§ **Task brief**:
If a line in the entries below includes "root", show that line.

§ **Data**:

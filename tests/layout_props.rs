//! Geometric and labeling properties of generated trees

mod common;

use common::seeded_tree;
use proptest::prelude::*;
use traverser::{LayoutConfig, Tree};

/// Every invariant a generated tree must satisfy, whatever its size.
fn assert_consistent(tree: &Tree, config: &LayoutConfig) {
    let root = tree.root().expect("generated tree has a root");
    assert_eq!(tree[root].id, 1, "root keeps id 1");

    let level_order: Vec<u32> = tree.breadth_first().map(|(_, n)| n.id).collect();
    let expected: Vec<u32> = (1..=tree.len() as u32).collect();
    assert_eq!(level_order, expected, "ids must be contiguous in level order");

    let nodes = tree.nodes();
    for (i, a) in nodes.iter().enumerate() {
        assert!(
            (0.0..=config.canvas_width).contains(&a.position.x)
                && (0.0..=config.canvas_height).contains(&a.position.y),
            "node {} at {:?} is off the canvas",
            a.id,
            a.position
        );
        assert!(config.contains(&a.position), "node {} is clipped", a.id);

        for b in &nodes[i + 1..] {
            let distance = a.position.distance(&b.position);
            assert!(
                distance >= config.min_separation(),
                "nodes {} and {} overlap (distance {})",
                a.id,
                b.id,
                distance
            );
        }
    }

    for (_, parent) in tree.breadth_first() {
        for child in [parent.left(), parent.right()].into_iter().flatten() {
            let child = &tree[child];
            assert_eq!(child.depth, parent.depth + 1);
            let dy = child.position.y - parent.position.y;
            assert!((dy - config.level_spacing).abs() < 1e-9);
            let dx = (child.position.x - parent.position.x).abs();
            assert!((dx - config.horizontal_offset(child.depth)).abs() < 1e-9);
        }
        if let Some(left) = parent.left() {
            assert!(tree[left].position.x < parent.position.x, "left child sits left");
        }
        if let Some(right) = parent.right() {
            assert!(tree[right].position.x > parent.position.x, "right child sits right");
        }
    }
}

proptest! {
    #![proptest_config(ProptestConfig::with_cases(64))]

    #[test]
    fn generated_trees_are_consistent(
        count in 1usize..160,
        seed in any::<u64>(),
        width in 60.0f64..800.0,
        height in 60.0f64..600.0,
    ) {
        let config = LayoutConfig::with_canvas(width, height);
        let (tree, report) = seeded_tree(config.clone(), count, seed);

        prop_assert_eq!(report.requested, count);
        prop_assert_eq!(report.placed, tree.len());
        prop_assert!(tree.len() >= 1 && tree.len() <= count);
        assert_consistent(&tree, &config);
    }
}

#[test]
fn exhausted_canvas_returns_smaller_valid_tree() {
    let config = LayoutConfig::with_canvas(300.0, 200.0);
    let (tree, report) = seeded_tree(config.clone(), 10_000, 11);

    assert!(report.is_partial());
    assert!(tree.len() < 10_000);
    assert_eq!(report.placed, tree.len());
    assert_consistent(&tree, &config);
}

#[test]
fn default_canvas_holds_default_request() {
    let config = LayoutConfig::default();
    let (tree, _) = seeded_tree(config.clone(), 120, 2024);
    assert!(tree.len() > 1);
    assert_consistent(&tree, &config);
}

§ **Answer to the exercise**:
    let root = tree.root().expect("generated tree has a root");
    assert_eq!(tree[root].id, 1, "root keeps id 1");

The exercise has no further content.